It's 1971 on the American highway. Duel gives Steven Spielberg his start, and Two-Lane Blacktop may be the purest road movie ever made. However, Duel's been made-for-TV, and only gradually will its reputation spread. Blacktop, after its initial run, will be plagued by soundtrack issues not resolved until the twenty-first century. The many years of too-few showings will bolster its cult status but limit its audience. The most successful road movie1 of that year is Vanishing Point, an existential car chase with enough mysticism that it also drifts across the line dividing realism and fantasy.

And then there's that barenaked lady on a motorbike.

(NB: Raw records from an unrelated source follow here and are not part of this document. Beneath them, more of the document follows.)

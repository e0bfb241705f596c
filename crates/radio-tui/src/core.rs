/// PlaybackCore: single-owner event loop for all session state.
///
/// Input, the metadata watcher and the statistics poller never touch the
/// session; they send `CoreEvent`s into this loop.  After each event the
/// core publishes an immutable `Snapshot` on a `watch` channel and then
/// marks the affected screen regions dirty, so the renderer never sees a
/// dirty region before the matching snapshot.
///
/// Every successful start bumps the playback *generation*.  Monitor events
/// carry the generation they were launched for; anything older than the
/// current one is dropped.
use std::path::PathBuf;
use std::sync::Arc;
use std::time::{Duration, Instant};

use chrono::Local;
use radio_proto::catalog::StationCatalog;
use radio_proto::history::{self, HistoryEntry};
use radio_proto::icy::TrackTitle;
use rand::Rng;
use tokio::sync::{mpsc, watch};
use tokio_util::sync::CancellationToken;
use tracing::{debug, info, warn};

use crate::action::Command;
use crate::dirty::{DirtyFlags, Region, RegionSet};
use crate::logging::LogHandle;
use crate::monitor::MonitorContext;
use crate::notify::Notifier;
use crate::player::PlayerBackend;
use crate::session::{PlaybackSession, Snapshot, StreamMetadata, StreamStats, UiState, BUFFERING};

/// Process liveness check cadence.
const HEARTBEAT: Duration = Duration::from_secs(5);

// ── CoreEvent ─────────────────────────────────────────────────────────────────

#[derive(Debug)]
pub enum CoreEvent {
    /// A user command from the input worker.
    Command(Command),
    /// New in-band title from the metadata watcher.
    Title { generation: u64, raw: String },
    /// `icy-br` announced by the station.
    Bitrate { generation: u64, announced: String },
    /// One round of player statistics.
    Stats { generation: u64, stats: StreamStats },
    /// Check that the player is still alive.
    HeartbeatTick,
    Shutdown,
}

// ── options ───────────────────────────────────────────────────────────────────

pub struct CoreOptions {
    pub volume: u8,
    pub volume_step: u8,
    pub notifications: bool,
    pub notifier: Notifier,
    pub history_path: Option<PathBuf>,
    pub log: Option<LogHandle>,
    /// Initial state of the log filter behind `log`.
    pub logging_enabled: bool,
}

impl Default for CoreOptions {
    fn default() -> Self {
        Self {
            volume: 50,
            volume_step: 5,
            notifications: false,
            notifier: Notifier::disabled(),
            history_path: None,
            log: None,
            logging_enabled: false,
        }
    }
}

// ── PlaybackCore ──────────────────────────────────────────────────────────────

pub struct PlaybackCore {
    catalog: Arc<StationCatalog>,
    backend: Box<dyn PlayerBackend>,
    session: PlaybackSession,
    metadata: Arc<StreamMetadata>,
    ui: UiState,
    dirty: Arc<DirtyFlags>,
    /// Regions touched by the event being handled; flushed after publish.
    pending: RegionSet,
    snapshot_tx: watch::Sender<Snapshot>,
    /// Handed to monitors so they can report back.
    events_tx: mpsc::Sender<CoreEvent>,
    monitors: Option<CancellationToken>,
    generation: u64,
    volume_step: u8,
    notifier: Notifier,
    history_path: Option<PathBuf>,
    log: Option<LogHandle>,
}
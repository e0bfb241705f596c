use std::path::{Path, PathBuf};

const APP_DIR: &str = "radio-m3u";

/// Well-known control-channel endpoint exposed by the player process.
#[cfg(unix)]
pub fn control_socket_path() -> PathBuf {
    std::env::temp_dir().join("radio-m3u-mpv.sock")
}

#[cfg(windows)]
pub fn control_socket_path() -> PathBuf {
    PathBuf::from(r"\\.\pipe\radio-m3u-mpv")
}

pub fn control_socket_arg(path: &Path) -> String {
    format!("--input-ipc-server={}", path.display())
}

pub fn data_dir() -> PathBuf {
    // On macOS and Linux, use ~/.local/share/<app>/ (XDG standard)
    #[cfg(unix)]
    {
        dirs::home_dir()
            .unwrap_or_else(|| PathBuf::from("/tmp"))
            .join(".local")
            .join("share")
            .join(APP_DIR)
    }
    #[cfg(windows)]
    {
        dirs::data_local_dir()
            .unwrap_or_else(|| PathBuf::from("."))
            .join(APP_DIR)
    }
}

pub fn config_dir() -> PathBuf {
    #[cfg(unix)]
    {
        dirs::home_dir()
            .unwrap_or_else(|| PathBuf::from("."))
            .join(".config")
            .join(APP_DIR)
    }

    #[cfg(windows)]
    {
        dirs::config_dir()
            .unwrap_or_else(|| PathBuf::from("."))
            .join(APP_DIR)
    }
}

#[cfg(unix)]
pub fn mpv_binary_name() -> &'static str {
    "mpv"
}

#[cfg(windows)]
pub fn mpv_binary_name() -> &'static str {
    "mpv.exe"
}

/// First `PATH` entry containing an executable file called `name`.
pub fn find_on_path(name: &str) -> Option<PathBuf> {
    let path = std::env::var_os("PATH")?;
    std::env::split_paths(&path)
        .map(|dir| dir.join(name))
        .find(|p| p.is_file())
}

/// Find the mpv binary for playback.
///
/// An explicit override wins when it exists; otherwise the directory of the
/// current executable is checked before `PATH`.
pub fn find_mpv_binary(override_path: Option<&Path>) -> Option<PathBuf> {
    if let Some(p) = override_path {
        return p.is_file().then(|| p.to_path_buf());
    }

    let exe_name = mpv_binary_name();
    if let Ok(current_exe) = std::env::current_exe() {
        if let Some(dir) = current_exe.parent() {
            let local_mpv = dir.join(exe_name);
            if local_mpv.is_file() {
                return Some(local_mpv);
            }
        }
    }

    find_on_path(exe_name)
}

/// First playlist file (`.m3u` / `.m3u8`, lexicographic order) inside `dir`.
pub fn find_playlist_in(dir: &Path) -> Option<PathBuf> {
    let mut candidates: Vec<PathBuf> = std::fs::read_dir(dir)
        .ok()?
        .filter_map(|entry| entry.ok().map(|e| e.path()))
        .filter(|p| p.is_file() && is_playlist_file(p))
        .collect();
    candidates.sort();
    candidates.into_iter().next()
}

fn is_playlist_file(path: &Path) -> bool {
    path.extension()
        .and_then(|e| e.to_str())
        .map(|e| e.eq_ignore_ascii_case("m3u") || e.eq_ignore_ascii_case("m3u8"))
        .unwrap_or(false)
}
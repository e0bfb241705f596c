//! Player backend seam between the playback core and the external player.
//!
//! The core only ever sees booleans from this trait: every transport or
//! process failure has already been logged and absorbed underneath.

use std::path::PathBuf;
use std::time::Duration;

use async_trait::async_trait;
use radio_proto::config::{MetadataConfig, PlayerConfig};
use radio_proto::protocol::property;
use serde_json::json;
use tracing::debug;

use crate::ipc::ControlClient;
use crate::monitor::{self, MonitorContext};
use crate::mpv::{LaunchOptions, MpvSupervisor, SupervisorState};

#[async_trait]
pub trait PlayerBackend: Send {
    async fn start(&mut self, url: &str, volume: u8) -> bool;
    async fn stop(&mut self);
    fn is_running(&mut self) -> bool;
    async fn set_volume(&self, volume: u8) -> bool;
    async fn set_mute(&self, muted: bool) -> bool;
    /// Launch the metadata and statistics workers for a started stream.
    fn spawn_monitors(&self, url: &str, ctx: MonitorContext);
}

/// mpv-backed player: process supervisor plus control client.
pub struct MpvPlayer {
    supervisor: MpvSupervisor,
    control: ControlClient,
    http: reqwest::Client,
    retry_backoff: Duration,
    stats_warmup: Duration,
    stats_interval: Duration,
}

impl MpvPlayer {
    pub fn new(
        binary: PathBuf,
        socket: PathBuf,
        player: &PlayerConfig,
        metadata: &MetadataConfig,
    ) -> anyhow::Result<Self> {
        let timeout = Duration::from_secs(metadata.request_timeout_secs.max(1));
        let http = reqwest::Client::builder()
            .user_agent(metadata.user_agent.clone())
            .connect_timeout(timeout)
            .read_timeout(timeout)
            .build()?;

        Ok(Self {
            control: ControlClient::new(socket.clone()),
            supervisor: MpvSupervisor::new(LaunchOptions::from_config(binary, socket, player)),
            http,
            retry_backoff: Duration::from_secs(metadata.retry_backoff_secs),
            stats_warmup: Duration::from_secs(metadata.stats_warmup_secs),
            stats_interval: Duration::from_secs(metadata.stats_interval_secs.max(1)),
        })
    }
}

#[async_trait]
impl PlayerBackend for MpvPlayer {
    async fn start(&mut self, url: &str, volume: u8) -> bool {
        self.supervisor.start(url, volume).await
    }

    async fn stop(&mut self) {
        self.supervisor.stop().await;
    }

    fn is_running(&mut self) -> bool {
        self.supervisor.state() == SupervisorState::Running && self.supervisor.is_running()
    }

    async fn set_volume(&self, volume: u8) -> bool {
        let ok = self
            .control
            .set_property(property::VOLUME, json!(volume))
            .await;
        if !ok {
            debug!("player: volume {} not applied", volume);
        }
        ok
    }

    async fn set_mute(&self, muted: bool) -> bool {
        let ok = self.control.set_property(property::MUTE, json!(muted)).await;
        if !ok {
            debug!("player: mute={} not applied", muted);
        }
        ok
    }

    fn spawn_monitors(&self, url: &str, ctx: MonitorContext) {
        tokio::spawn(monitor::watch_metadata(
            self.http.clone(),
            url.to_string(),
            self.retry_backoff,
            ctx.clone(),
        ));
        // Separate client: request ids of the two workers never interleave.
        tokio::spawn(monitor::poll_stats(
            ControlClient::new(self.supervisor.socket_path()),
            self.stats_warmup,
            self.stats_interval,
            ctx,
        ));
    }
}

Kowalski (Barry Newman), a Vietnam vet and onetime police officer, delivers cars. He lives on the rush and makes a bet with his speed dealer that he can take his current charge, a 1970 Dodge Challenger R/T 440 Magnum from Denver to San Francisco in record time. The race hardly helps with wear and tear on the Challenger, and it brings Kowalski into conflict with law enforcement. After some 1970s chases and cop car crashes in the scenic southwest, the police grow determined to stop him. He becomes a cause célèbre thanks to the DJ, "Super Soul" (Cleavon Little), who speaks to him over the radio and, at times, can hear his responses. And it is not just Kowalski's interplay with Super Soul that skirts the edges of reality. While this film features a lot of road action— 1970s style—it also takes us through the countercultures of a dissatisfied era, and hints about what the road and race may represent to the haunted hero.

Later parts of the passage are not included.